Villages nearby include Nara (2.3 km), Molaheri (2.5 km), Wahalna (2.9 km), Lachhera (3.2 km), Seemli (3.7 km), Mirapur (4.1 km), and Sujru (4.7 km).

Distance from District Muzaffarnagar - 10 Km

== Education ==

=== Government schools ===

Jaroda has the following government schools:

- Primary School Number 1, Jaroda
- Primary School Number 2, Jaroda
- Girls Upper Primary School, Jaroda
- Primary School, Jaroda

These schools are listed in the official school records of Muzaffarnagar district.

=== Private schools ===

Private schools listed in the Jaroda cluster include:

- Bal Kunj Niketan, Jaroda
- Holi Child Public School
- Holy Child Public High Secondary School, Jarauda
- JA N Jagriti JHS, Jaroda
- Jaibharat Shishu Niketan, Jarau
- R.D. PS, Jaroda
- Saraswati Gyan Mandir, Jarauda

These schools are listed in school records for the Jarauda cluster of Muzaffarnagar district.
== Healthcare ==

Jaroda has a government Primary Health Centre (PHC), known as PHC Jaroda. It is listed by the National Health Authority under Muzaffarnagar district, Uttar Pradesh, with general medicine services.

== Banking ==

Jaroda has banking facilities including branches of the following banks:

- Central Bank of India
- Sarva UP Gramin Bank

The Central Bank of India has a branch listed at Village and Post Office Jaroda, Muzaffarnagar.
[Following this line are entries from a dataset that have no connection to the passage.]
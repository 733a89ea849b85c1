//! Glyph Commands
//!
//! Save, resolve, compose and export glyphs for this device's identity.

use std::fs;
use std::path::{Path, PathBuf};

use base64::Engine;
use glyph_pool_core::IMAGE_DATA_MARKER;
use tracing::debug;

use crate::models::response::{ExportResponse, ResolveEntry, SaveResponse, SaveTarget};
use crate::services::ComposedSentence;
use crate::state::AppState;
use crate::utils::error::{AppError, AppResult};

/// Image payload given on the command line
#[derive(Debug, Clone)]
pub enum ImageSource {
    /// Image file, encoded into a data URL
    File(PathBuf),
    /// Ready-made `data:image/...` URL
    DataUrl(String),
}

fn mime_type_from_extension(ext: &str) -> Option<&'static str> {
    match ext {
        "png" => Some("image/png"),
        "jpg" | "jpeg" => Some("image/jpeg"),
        "gif" => Some("image/gif"),
        "webp" => Some("image/webp"),
        _ => None,
    }
}

/// Read an image file into a base64 data URL.
pub fn encode_image_file(path: &Path) -> AppResult<String> {
    let ext = path
        .extension()
        .and_then(|e| e.to_str())
        .unwrap_or("")
        .to_lowercase();
    let mime = mime_type_from_extension(&ext)
        .ok_or_else(|| AppError::validation(format!("Unsupported image format: {:?}", ext)))?;

    let data = fs::read(path)?;
    let b64 = base64::engine::general_purpose::STANDARD.encode(&data);
    Ok(format!("data:{};base64,{}", mime, b64))
}

/// Decode the bytes carried by a base64 image data URL.
pub fn decode_data_url(url: &str) -> AppResult<Vec<u8>> {
    if !url.starts_with(IMAGE_DATA_MARKER) {
        return Err(AppError::validation("not an image data URL"));
    }
    let (header, payload) = url
        .split_once(',')
        .ok_or_else(|| AppError::validation("data URL has no payload"))?;
    if !header.ends_with(";base64") {
        return Err(AppError::validation("only base64 data URLs can be exported"));
    }

    base64::engine::general_purpose::STANDARD
        .decode(payload)
        .map_err(|e| AppError::validation(format!("invalid base64 payload: {}", e)))
}

/// Save one glyph
pub async fn save_glyph(
    state: &AppState,
    character: &str,
    source: ImageSource,
) -> AppResult<SaveResponse> {
    let image = match source {
        ImageSource::File(path) => encode_image_file(&path)?,
        ImageSource::DataUrl(url) => url,
    };

    let target = if state.glyph_store().is_remote_available() {
        SaveTarget::Pool
    } else {
        SaveTarget::Local
    };
    let id = state.save(character, &image).await?;

    Ok(SaveResponse {
        character: character.to_string(),
        id,
        target,
    })
}

/// Resolve characters, reporting unresolved ones as "default"
pub async fn resolve_glyphs<S: AsRef<str>>(
    state: &AppState,
    characters: &[S],
) -> AppResult<Vec<ResolveEntry>> {
    let resolution = state.resolve(characters).await;

    let mut seen = std::collections::BTreeSet::new();
    let entries = characters
        .iter()
        .map(AsRef::as_ref)
        .filter(|c| !c.is_empty() && seen.insert(*c))
        .map(|c| match resolution.get(c) {
            Some(resolved) => ResolveEntry {
                character: c.to_string(),
                source: resolved.provenance.to_string(),
                image: Some(resolved.image.clone()),
            },
            None => ResolveEntry {
                character: c.to_string(),
                source: "default".to_string(),
                image: None,
            },
        })
        .collect();

    Ok(entries)
}

/// Compose a sentence (the configured one when `sentence` is None)
pub async fn compose_sentence(
    state: &AppState,
    sentence: Option<&str>,
) -> AppResult<ComposedSentence> {
    Ok(state.compose(sentence).await)
}

/// Resolve one character and write its image bytes to `out`
pub async fn export_glyph(
    state: &AppState,
    character: &str,
    out: &Path,
) -> AppResult<ExportResponse> {
    let resolution = state.resolve(&[character]).await;
    let resolved = resolution.get(character).ok_or_else(|| {
        AppError::validation(format!("no glyph available for {:?}", character))
    })?;

    let bytes = decode_data_url(&resolved.image)?;
    fs::write(out, &bytes)?;
    debug!(character, path = %out.display(), bytes = bytes.len(), "glyph exported");

    Ok(ExportResponse {
        character: character.to_string(),
        source: resolved.provenance.to_string(),
        path: out.display().to_string(),
        bytes: bytes.len(),
    })
}
//! JSON Configuration Management
//!
//! Handles reading and writing the application configuration file.

use std::fs;
use std::path::{Path, PathBuf};

use crate::models::settings::{AppConfig, SettingsUpdate};
use crate::utils::error::{AppError, AppResult};
use crate::utils::paths::{config_path, ensure_parent_dir};

/// Configuration service for managing app settings
#[derive(Debug)]
pub struct ConfigService {
    config_path: PathBuf,
    config: AppConfig,
}

impl ConfigService {
    /// Load the config from ~/.glyph-pool/config.json, creating defaults
    pub fn new() -> AppResult<Self> {
        Self::at_path(config_path()?)
    }

    /// Load the config from a specific file, creating defaults if missing
    pub fn at_path(path: impl Into<PathBuf>) -> AppResult<Self> {
        let config_path = path.into();
        ensure_parent_dir(&config_path)?;

        let config = if config_path.exists() {
            Self::load_from_file(&config_path)?
        } else {
            let default_config = AppConfig::default();
            Self::save_to_file(&config_path, &default_config)?;
            default_config
        };

        Ok(Self {
            config_path,
            config,
        })
    }

    /// Load configuration from a file
    fn load_from_file(path: &Path) -> AppResult<AppConfig> {
        let content = fs::read_to_string(path)?;
        let config: AppConfig = serde_json::from_str(&content)?;
        config.validate().map_err(AppError::validation)?;
        Ok(config)
    }

    /// Save configuration to a file with pretty formatting
    fn save_to_file(path: &Path, config: &AppConfig) -> AppResult<()> {
        config.validate().map_err(AppError::validation)?;
        let content = serde_json::to_string_pretty(config)?;
        fs::write(path, content)?;
        Ok(())
    }

    /// Get the current configuration
    pub fn get_config(&self) -> &AppConfig {
        &self.config
    }

    /// Path of the backing file
    pub fn path(&self) -> &Path {
        &self.config_path
    }

    /// Update the configuration with a partial update.
    ///
    /// An update that would make the config invalid is rejected and the
    /// in-memory config is left untouched.
    pub fn update_config(&mut self, update: SettingsUpdate) -> AppResult<AppConfig> {
        let mut next = self.config.clone();
        next.apply_update(update);
        Self::save_to_file(&self.config_path, &next)?;
        self.config = next;
        Ok(self.config.clone())
    }

    /// Save the current configuration to disk
    pub fn save(&self) -> AppResult<()> {
        Self::save_to_file(&self.config_path, &self.config)
    }

    /// Reload configuration from disk
    pub fn reload(&mut self) -> AppResult<()> {
        self.config = Self::load_from_file(&self.config_path)?;
        Ok(())
    }

    /// Reset configuration to defaults
    pub fn reset(&mut self) -> AppResult<()> {
        self.config = AppConfig::default();
        self.save()?;
        Ok(())
    }

    /// Check if the config service is healthy
    pub fn is_healthy(&self) -> bool {
        self.config_path.exists() && self.config.validate().is_ok()
    }
}
//! Storage Seams
//!
//! The two backends the glyph store composes:
//!
//! - `DocumentStore` - the shared remote document database (async; may
//!   suspend on network I/O)
//! - `LocalStorage` - the single-device key-value fallback (sync, like a
//!   browser's local storage)
//!
//! Both are object-safe so the application can hold them as `Arc<dyn ...>`
//! and tests can substitute faulty or in-memory implementations.

use async_trait::async_trait;

use crate::error::CoreResult;
use crate::glyph::{GlyphArtifact, NewGlyphArtifact, UserGlyphMap};

/// Remote document database holding the shared pool.
///
/// Implementations classify backend failures as `PermissionDenied` or
/// `TransportUnavailable`. Absent documents are `Ok(None)`, never errors.
#[async_trait]
pub trait DocumentStore: Send + Sync {
    /// Append a new artifact. The store assigns the id and `created_at`.
    async fn create_artifact(&self, artifact: NewGlyphArtifact) -> CoreResult<GlyphArtifact>;

    /// Fetch one artifact by id.
    async fn get_artifact(&self, id: &str) -> CoreResult<Option<GlyphArtifact>>;

    /// All artifacts whose character matches exactly.
    async fn query_artifacts(&self, character: &str) -> CoreResult<Vec<GlyphArtifact>>;

    /// Fetch an identity's pointer map.
    async fn get_user_map(&self, owner_id: &str) -> CoreResult<Option<UserGlyphMap>>;

    /// Merge a single `character -> artifact_id` pointer into an identity's
    /// map, creating the map if needed. Must be atomic per document.
    async fn merge_user_pointer(
        &self,
        owner_id: &str,
        character: &str,
        artifact_id: &str,
    ) -> CoreResult<()>;

    /// Number of artifacts in the pool.
    async fn count_artifacts(&self) -> CoreResult<u64>;

    /// Cheap reachability check.
    async fn ping(&self) -> CoreResult<()>;
}

/// Device-local key-value storage.
///
/// Any failure to persist is `StorageUnavailable`.
pub trait LocalStorage: Send + Sync {
    fn get_item(&self, key: &str) -> CoreResult<Option<String>>;

    /// Insert or overwrite.
    fn set_item(&self, key: &str, value: &str) -> CoreResult<()>;

    /// Every `(key, value)` whose key starts with `prefix`.
    fn entries_with_prefix(&self, prefix: &str) -> CoreResult<Vec<(String, String)>>;
}
// glyph-pool - command-line entry point

use std::process::ExitCode;

use anyhow::Context;
use clap::Parser;
use serde::Serialize;

use glyph_pool::cli::{Cli, Commands, ConfigCommands};
use glyph_pool::commands::{self, ImageSource};
use glyph_pool::models::response::{CommandResponse, HealthResponse, ResolveEntry, SaveTarget};
use glyph_pool::services::{ComposedCell, ComposedSentence};
use glyph_pool::storage::config::ConfigService;
use glyph_pool::{logging, AppConfig, AppError, AppResult, AppState};

#[tokio::main]
async fn main() -> ExitCode {
    let cli = Cli::parse();

    match run(cli).await {
        Ok(code) => code,
        Err(e) => {
            eprintln!("error: {:#}", e);
            ExitCode::FAILURE
        }
    }
}

async fn run(cli: Cli) -> anyhow::Result<ExitCode> {
    let mut config = match &cli.config {
        Some(path) => ConfigService::at_path(path),
        None => ConfigService::new(),
    }
    .context("failed to load configuration")?;

    logging::init(&config.get_config().log_level, cli.verbose);
    tracing::debug!(path = %config.path().display(), "configuration loaded");

    let json = cli.json;
    let code = match cli.command {
        Commands::Config { action } => {
            let result = match action {
                ConfigCommands::Show => commands::get_settings(&config),
                ConfigCommands::SetRemote { path } => commands::set_remote(&mut config, &path),
                ConfigCommands::DisableRemote => commands::set_remote_enabled(&mut config, false),
                ConfigCommands::EnableRemote => commands::set_remote_enabled(&mut config, true),
                ConfigCommands::Reset => commands::reset_settings(&mut config),
            };
            report(json, result, print_config)?
        }
        command => {
            let state = AppState::from_config(config.get_config(), cli.local_only)
                .context("failed to start glyph services")?;
            dispatch(&state, command, json).await?
        }
    };

    Ok(code)
}

async fn dispatch(state: &AppState, command: Commands, json: bool) -> anyhow::Result<ExitCode> {
    match command {
        Commands::Whoami => report(json, commands::whoami(state), |id| println!("{}", id)),
        Commands::Save {
            character,
            image_file,
            data_url,
        } => {
            let source = match (image_file, data_url) {
                (Some(path), _) => ImageSource::File(path),
                (None, Some(url)) => ImageSource::DataUrl(url),
                (None, None) => {
                    return report::<()>(
                        json,
                        Err(AppError::validation("one of --image-file or --data-url is required")),
                        |_| {},
                    )
                }
            };
            let result = commands::save_glyph(state, &character, source).await;
            report(json, result, |saved| {
                println!("{} {:?} -> {}", saved_label(saved.target), saved.character, saved.id)
            })
        }
        Commands::Resolve { characters } => {
            let result = commands::resolve_glyphs(state, &characters).await;
            report(json, result, |entries| print_resolution(entries))
        }
        Commands::Compose { sentence } => {
            let result = commands::compose_sentence(state, sentence.as_deref()).await;
            report(json, result, print_composition)
        }
        Commands::Export { character, out } => {
            let result = commands::export_glyph(state, &character, &out).await;
            report(json, result, |exported| {
                println!(
                    "wrote {} bytes ({} glyph for {:?}) to {}",
                    exported.bytes, exported.source, exported.character, exported.path
                )
            })
        }
        Commands::Doctor => {
            let result = commands::get_health(state).await;
            report(json, result, print_health)
        }
        Commands::Config { .. } => Ok(ExitCode::SUCCESS),
    }
}

/// Print a command result and map it to an exit code.
fn report<T: Serialize>(
    json: bool,
    result: AppResult<T>,
    render: impl FnOnce(&T),
) -> anyhow::Result<ExitCode> {
    if json {
        let response: CommandResponse<T> = result.into();
        println!("{}", serde_json::to_string_pretty(&response)?);
        return Ok(if response.success {
            ExitCode::SUCCESS
        } else {
            ExitCode::FAILURE
        });
    }

    match result {
        Ok(data) => {
            render(&data);
            Ok(ExitCode::SUCCESS)
        }
        Err(e) => {
            eprintln!("error: {}", e);
            if let Some(hint) = e.hint() {
                eprintln!("hint: {}", hint);
            }
            Ok(ExitCode::FAILURE)
        }
    }
}

fn saved_label(target: SaveTarget) -> &'static str {
    match target {
        SaveTarget::Pool => "saved to pool",
        SaveTarget::Local => "saved locally",
    }
}

fn print_config(config: &AppConfig) {
    println!("remote_enabled:       {}", config.remote_enabled);
    println!(
        "remote_database_path: {}",
        config.remote_database_path.as_deref().unwrap_or("(default)")
    );
    println!(
        "local_storage_path:   {}",
        config.local_storage_path.as_deref().unwrap_or("(default)")
    );
    println!("local_quota_bytes:    {}", config.local_quota_bytes);
    println!("sentence:             {}", config.sentence);
    println!("log_level:            {}", config.log_level);
}

fn print_resolution(entries: &[ResolveEntry]) {
    for entry in entries {
        println!("{}\t{}", entry.character, entry.source);
    }
}

fn print_composition(composed: &ComposedSentence) {
    for cell in &composed.cells {
        match cell {
            ComposedCell::Glyph {
                character,
                provenance,
                ..
            } => println!("{}\t{}", character, provenance),
            ComposedCell::DefaultType { character } => println!("{}\tdefault", character),
            ComposedCell::Space => println!("\tspace"),
        }
    }
    println!(
        "own: {}, global: {}, default: {}",
        composed.own_count(),
        composed.global_count(),
        composed.default_count()
    );
}

fn print_health(health: &HealthResponse) {
    println!("status:    {}", health.status);
    println!("identity:  {}", health.identity);
    println!("local:     {}", if health.local_healthy { "ok" } else { "unavailable" });
    if !health.remote_configured {
        println!("pool:      disabled (local-only)");
    } else if health.remote_reachable {
        match health.artifact_count {
            Some(count) => println!("pool:      ok ({} glyphs)", count),
            None => println!("pool:      ok"),
        }
    } else {
        println!("pool:      unreachable");
    }
    if let Some(error) = &health.remote_error {
        println!("pool error: {}", error);
    }
}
Sarva UP Gramin Bank has been listed among the banking institutions serving the Muzaffarnagar area by the district administration.
== Railway stations ==

Jaroda is served by two railway stations in and around the village:

- Jarauda Nara railway station (JDW) is a station on the Indian Railways network. Although the station is commonly associated with Nara village, it is located near Jaroda and serves the surrounding area.

- New Jaroda Nara is a station on the Eastern Dedicated Freight Corridor (EDFC), operated by the Dedicated Freight Corridor Corporation of India Limited (DFCCIL). The station is listed among the EDFC stations in DFCCIL documents.